Brutality surrounds missionaries
April 6, 2002
Surely anyone who pays attention to the situation between the Palestinians and Israelis sees the anguish on both sides.
It's all well and good to pontificate politically or religiously about the ancient roots of the conflict between the descendants of Isaac and the descendants of Ishmael.
But such discussions do nothing to solve the intransigence with which both sides defend their claims to this tiny slice of land holy to three major religions - Judaism, Christianity and Islam.
The Israeli military action and occupation of the West Bank is a personal situation for Presbyterian missionaries Elizabeth and Marthame Sanders, who have managed to stay in touch with friends and family through e-mail.
They were living and teaching school in the Palestinian Christian village of Zababdeh.
"Around suppertime, after the mosque's loudspeaker announced the closure of schools, we discovered that telephone service had been cut outside of Zababdeh; we could call within the village, but nowhere else. The only link to the outside was cell phones. ...
"Late that night, the Israeli army began re-entering Jenin. The sounds of scores of tanks and shooting resonated across Zababdeh."
The missionaries decided they must leave, but it was with heavy hearts at leaving behind friends.
"We are terribly sad and worried about them," they said in their e-mail message.
Elizabeth's mother lives in Lubbock, and I'm sure she's been watching the news closely and with anxiety for their safety.
"We were chilled by the prospect that the horrifying scenes in Ramallah and Bethlehem might be repeated in villages throughout Palestine, including Zababdeh," they wrote.

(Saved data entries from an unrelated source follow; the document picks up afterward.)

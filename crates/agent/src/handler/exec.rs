//! Process execution on behalf of the host.

use std::path::Path;
use std::process::Stdio;
use std::time::Duration;

use futures::FutureExt;
use futures::future::BoxFuture;
use helion_shared::ops::{self, ExecuteProgress, ExecuteRequest, ExecuteResponse, op};
use tokio::io::{AsyncReadExt, AsyncWriteExt};
use tokio::process::{Child, Command};
use tokio::time::{Instant, MissedTickBehavior, interval_at};
use tracing::{debug, warn};

use super::{Handler, HandlerError, RequestContext};

/// Grace between the soft and the hard kill once a run is over deadline.
const TERM_GRACE: Duration = Duration::from_secs(5);
/// Heartbeat cadence for progress events on long runs.
const PROGRESS_PERIOD: Duration = Duration::from_secs(1);

/// Lifecycle of one run. Logged on every transition; the terminal phase
/// decides the reported status.
#[derive(Debug, Clone, Copy, PartialEq)]
enum Phase {
    Pending,
    Spawned,
    Running,
    Completed,
    TimedOut,
    Cancelled,
    Failed,
}

pub struct ExecuteHandler;

impl Handler for ExecuteHandler {
    fn operation(&self) -> &'static str {
        op::EXECUTE
    }

    fn default_timeout(&self) -> Duration {
        Duration::from_secs(60)
    }

    fn request_timeout(&self, payload: &[u8]) -> Option<Duration> {
        let req: ExecuteRequest = ops::decode(payload).ok()?;
        req.timeout_ms.map(Duration::from_millis)
    }

    fn handle(&self, ctx: RequestContext) -> BoxFuture<'static, Result<Vec<u8>, HandlerError>> {
        run(ctx).boxed()
    }
}

async fn run(ctx: RequestContext) -> Result<Vec<u8>, HandlerError> {
    let req: ExecuteRequest = ctx.decode()?;

    if let Some(stdin) = &req.stdin {
        if stdin.len() > ctx.cfg.max_chunk_size as usize {
            return Err(HandlerError::InvalidArgument(format!(
                "stdin exceeds {} bytes",
                ctx.cfg.max_chunk_size
            )));
        }
    }
    if let Some(cwd) = &req.cwd {
        if !Path::new(cwd).is_absolute() {
            return Err(HandlerError::InvalidArgument("cwd must be absolute".into()));
        }
    }

    let mut phase = Phase::Pending;
    let started = Instant::now();

    let mut cmd = Command::new(&req.command);
    cmd.args(&req.args)
        .envs(req.env.iter().cloned())
        .stdin(if req.stdin.is_some() {
            Stdio::piped()
        } else {
            Stdio::null()
        })
        .stdout(Stdio::piped())
        .stderr(Stdio::piped())
        .kill_on_drop(true);
    if let Some(cwd) = &req.cwd {
        cmd.current_dir(cwd);
    }
    configure_platform(&mut cmd, req.run_as.as_deref())?;

    let mut child = cmd.spawn().map_err(|err| spawn_error(&req.command, err))?;
    advance(&mut phase, Phase::Spawned, ctx.correlation_id);

    // Feed stdin from its own task so a child that floods stdout before
    // reading stdin cannot deadlock against us.
    if let Some(bytes) = req.stdin {
        if let Some(mut pipe) = child.stdin.take() {
            tokio::spawn(async move {
                let _ = pipe.write_all(&bytes).await;
                // Dropping the pipe closes the child's stdin.
            });
        }
    }

    let mut stdout = child
        .stdout
        .take()
        .ok_or_else(|| HandlerError::Internal("child stdout not piped".into()))?;
    let mut stderr = child
        .stderr
        .take()
        .ok_or_else(|| HandlerError::Internal("child stderr not piped".into()))?;

    let cap = ctx.cfg.max_exec_output_cap as usize;
    let mut out_buf = Vec::new();
    let mut err_buf = Vec::new();
    let mut out_chunk = [0u8; 8192];
    let mut err_chunk = [0u8; 8192];
    let mut stdout_open = true;
    let mut stderr_open = true;

    let mut heartbeat = interval_at(started + PROGRESS_PERIOD, PROGRESS_PERIOD);
    heartbeat.set_missed_tick_behavior(MissedTickBehavior::Skip);

    advance(&mut phase, Phase::Running, ctx.correlation_id);

    let status = loop {
        tokio::select! {
            read = stdout.read(&mut out_chunk), if stdout_open => match read {
                Ok(0) => stdout_open = false,
                Ok(n) => {
                    out_buf.extend_from_slice(&out_chunk[..n]);
                    if out_buf.len() > cap {
                        advance(&mut phase, Phase::Failed, ctx.correlation_id);
                        terminate(&mut child).await;
                        return Err(HandlerError::ResourceExhausted(format!(
                            "stdout exceeded {cap} bytes"
                        )));
                    }
                }
                Err(err) => {
                    advance(&mut phase, Phase::Failed, ctx.correlation_id);
                    terminate(&mut child).await;
                    return Err(err.into());
                }
            },
            read = stderr.read(&mut err_chunk), if stderr_open => match read {
                Ok(0) => stderr_open = false,
                Ok(n) => {
                    err_buf.extend_from_slice(&err_chunk[..n]);
                    if err_buf.len() > cap {
                        advance(&mut phase, Phase::Failed, ctx.correlation_id);
                        terminate(&mut child).await;
                        return Err(HandlerError::ResourceExhausted(format!(
                            "stderr exceeded {cap} bytes"
                        )));
                    }
                }
                Err(err) => {
                    advance(&mut phase, Phase::Failed, ctx.correlation_id);
                    terminate(&mut child).await;
                    return Err(err.into());
                }
            },
            _ = heartbeat.tick() => {
                let progress = ExecuteProgress {
                    stdout_bytes: out_buf.len() as u64,
                    stderr_bytes: err_buf.len() as u64,
                };
                if let Ok(payload) = ops::encode(&progress) {
                    ctx.events.emit(op::PROGRESS, payload).await;
                }
            }
            _ = ctx.cancelled() => {
                let err = ctx.interrupted();
                let terminal = if matches!(err, HandlerError::Timeout) {
                    Phase::TimedOut
                } else {
                    Phase::Cancelled
                };
                advance(&mut phase, terminal, ctx.correlation_id);
                terminate(&mut child).await;
                return Err(err);
            }
            status = child.wait(), if !stdout_open && !stderr_open => {
                break status?;
            }
        }
    };

    advance(&mut phase, Phase::Completed, ctx.correlation_id);
    let response = ExecuteResponse {
        exit_code: exit_code(&status),
        stdout: out_buf,
        stderr: err_buf,
        wall_time_ms: started.elapsed().as_millis() as u64,
    };
    Ok(ops::encode(&response)?)
}

fn advance(phase: &mut Phase, next: Phase, correlation_id: u64) {
    debug!(cid = correlation_id, from = ?*phase, to = ?next, "execute phase");
    *phase = next;
}

fn spawn_error(command: &str, err: std::io::Error) -> HandlerError {
    match err.kind() {
        std::io::ErrorKind::NotFound => HandlerError::NotFound(format!("no such command: {command}")),
        std::io::ErrorKind::PermissionDenied => {
            HandlerError::PermissionDenied(format!("cannot execute {command}"))
        }
        _ => err.into(),
    }
}

#[cfg(unix)]
fn configure_platform(cmd: &mut Command, run_as: Option<&str>) -> Result<(), HandlerError> {
    // Children get their own session and process group so a timeout can
    // take down the whole tree, not just the direct child.
    unsafe {
        cmd.pre_exec(|| {
            libc::setsid();
            Ok(())
        });
    }
    if let Some(name) = run_as {
        let user = nix::unistd::User::from_name(name)
            .map_err(|err| HandlerError::Internal(format!("user lookup: {err}")))?
            .ok_or_else(|| HandlerError::NotFound(format!("no such user: {name}")))?;
        cmd.uid(user.uid.as_raw()).gid(user.gid.as_raw());
    }
    Ok(())
}

#[cfg(not(unix))]
fn configure_platform(_cmd: &mut Command, run_as: Option<&str>) -> Result<(), HandlerError> {
    if run_as.is_some() {
        return Err(HandlerError::Unsupported(
            "run-as is only supported on Unix guests".into(),
        ));
    }
    Ok(())
}

/// Soft-kill the child's process group, give it [`TERM_GRACE`], then
/// hard-kill. Always reaps.
async fn terminate(child: &mut Child) {
    #[cfg(unix)]
    {
        use nix::sys::signal::{Signal, killpg};
        use nix::unistd::Pid;

        if let Some(pid) = child.id() {
            let pgid = Pid::from_raw(pid as i32);
            if let Err(err) = killpg(pgid, Signal::SIGTERM) {
                warn!(%pgid, %err, "soft kill failed");
            }
            if tokio::time::timeout(TERM_GRACE, child.wait()).await.is_ok() {
                return;
            }
            let _ = killpg(pgid, Signal::SIGKILL);
        }
        let _ = child.wait().await;
    }
    #[cfg(not(unix))]
    {
        let _ = child.kill().await;
    }
}

#[cfg(unix)]
fn exit_code(status: &std::process::ExitStatus) -> i32 {
    use std::os::unix::process::ExitStatusExt;
    // Signal deaths are reported as negative codes, matching the shell
    // convention the host side expects.
    status
        .code()
        .unwrap_or_else(|| -status.signal().unwrap_or(0))
}

#[cfg(not(unix))]
fn exit_code(status: &std::process::ExitStatus) -> i32 {
    status.code().unwrap_or(-1)
}

#[cfg(all(test, unix))]
mod tests {
    use super::*;
    use crate::handler::testutil::{decode_response, test_ctx};

    fn exec_payload(req: &ExecuteRequest) -> Vec<u8> {
        ops::encode(req).unwrap()
    }

    fn simple(command: &str, args: &[&str]) -> ExecuteRequest {
        ExecuteRequest {
            command: command.into(),
            args: args.iter().map(|a| a.to_string()).collect(),
            ..Default::default()
        }
    }

    #[tokio::test]
    async fn true_exits_zero() {
        let (ctx, _events) = test_ctx(op::EXECUTE, exec_payload(&simple("true", &[])), None);
        let payload = ExecuteHandler.handle(ctx).await.unwrap();
        let resp: ExecuteResponse = decode_response(&payload);
        assert_eq!(resp.exit_code, 0);
        assert!(resp.stdout.is_empty());
        assert!(resp.stderr.is_empty());
    }

    #[tokio::test]
    async fn captures_stdout_and_exit_code() {
        let req = simple("sh", &["-c", "echo out; echo err >&2; exit 3"]);
        let (ctx, _events) = test_ctx(op::EXECUTE, exec_payload(&req), None);
        let resp: ExecuteResponse = decode_response(&ExecuteHandler.handle(ctx).await.unwrap());
        assert_eq!(resp.exit_code, 3);
        assert_eq!(resp.stdout, b"out\n");
        assert_eq!(resp.stderr, b"err\n");
    }

    #[tokio::test]
    async fn stdin_reaches_the_child() {
        let mut req = simple("cat", &[]);
        req.stdin = Some(b"piped bytes".to_vec());
        let (ctx, _events) = test_ctx(op::EXECUTE, exec_payload(&req), None);
        let resp: ExecuteResponse = decode_response(&ExecuteHandler.handle(ctx).await.unwrap());
        assert_eq!(resp.stdout, b"piped bytes");
    }

    #[tokio::test]
    async fn env_is_additive() {
        let mut req = simple("sh", &["-c", "printf '%s' \"$HELION_TEST_MARKER\""]);
        req.env = vec![("HELION_TEST_MARKER".into(), "present".into())];
        let (ctx, _events) = test_ctx(op::EXECUTE, exec_payload(&req), None);
        let resp: ExecuteResponse = decode_response(&ExecuteHandler.handle(ctx).await.unwrap());
        assert_eq!(resp.stdout, b"present");
    }

    #[tokio::test]
    async fn missing_command_is_not_found() {
        let req = simple("/definitely/not/here", &[]);
        let (ctx, _events) = test_ctx(op::EXECUTE, exec_payload(&req), None);
        match ExecuteHandler.handle(ctx).await {
            Err(HandlerError::NotFound(_)) => {}
            other => panic!("expected NotFound, got {other:?}"),
        }
    }

    #[tokio::test]
    async fn relative_cwd_is_rejected() {
        let mut req = simple("true", &[]);
        req.cwd = Some("relative/dir".into());
        let (ctx, _events) = test_ctx(op::EXECUTE, exec_payload(&req), None);
        assert!(matches!(
            ExecuteHandler.handle(ctx).await,
            Err(HandlerError::InvalidArgument(_))
        ));
    }

    #[tokio::test]
    async fn deadline_kills_the_child() {
        let req = simple("sleep", &["30"]);
        let (ctx, _events) = test_ctx(
            op::EXECUTE,
            exec_payload(&req),
            Some(Duration::from_millis(300)),
        );
        let started = std::time::Instant::now();
        match ExecuteHandler.handle(ctx).await {
            Err(HandlerError::Timeout) => {}
            other => panic!("expected Timeout, got {other:?}"),
        }
        // Soft kill suffices for sleep; well inside the 5 s hard grace.
        assert!(started.elapsed() < Duration::from_secs(4));
    }

    #[tokio::test]
    async fn output_over_cap_is_resource_exhausted() {
        let mut cfg = crate::config::Config::default();
        cfg.max_exec_output_cap = 1024;
        let req = simple("sh", &["-c", "head -c 65536 /dev/zero"]);
        let (mut ctx, _events) = test_ctx(op::EXECUTE, exec_payload(&req), None);
        ctx.cfg = std::sync::Arc::new(cfg);
        assert!(matches!(
            ExecuteHandler.handle(ctx).await,
            Err(HandlerError::ResourceExhausted(_))
        ));
    }

    #[tokio::test]
    async fn long_runs_emit_progress() {
        let req = simple("sh", &["-c", "echo tick; sleep 2"]);
        let (ctx, mut events) = test_ctx(op::EXECUTE, exec_payload(&req), None);
        let handle = tokio::spawn(ExecuteHandler.handle(ctx));

        let frame = tokio::time::timeout(Duration::from_secs(3), events.recv())
            .await
            .expect("progress within the run")
            .expect("event frame");
        let msg = helion_shared::Message::decode(&frame).unwrap();
        assert_eq!(msg.operation, op::PROGRESS);
        let progress: ExecuteProgress = ops::decode(&msg.payload).unwrap();
        assert_eq!(progress.stdout_bytes, 5);

        handle.await.unwrap().unwrap();
    }
}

"People trapped in their homes without enough food, water, medicine and fuel. People shot on sight for venturing out. Journalists expelled so the world can't see what's happening. Ambulances attacked and medical help denied. People buried in a mass grave in a parking lot. ... Executions. Our e-mail was overflowing with messages sharing the latest developments and desperately calling for intervention."
From the battlefield, the carnage is always up close and personal. Violence breeds violence.
The most urgent need, said the missionaries, is prayer for peace.
"The Israeli military is brutalizing whole cities, breaking international laws with impunity," they wrote. "Not only is it endangering thousands of people, it is robbing millions in Israel and Palestine of a future together, finishing off hopes for a peaceful settlement in which coexistence is still possible."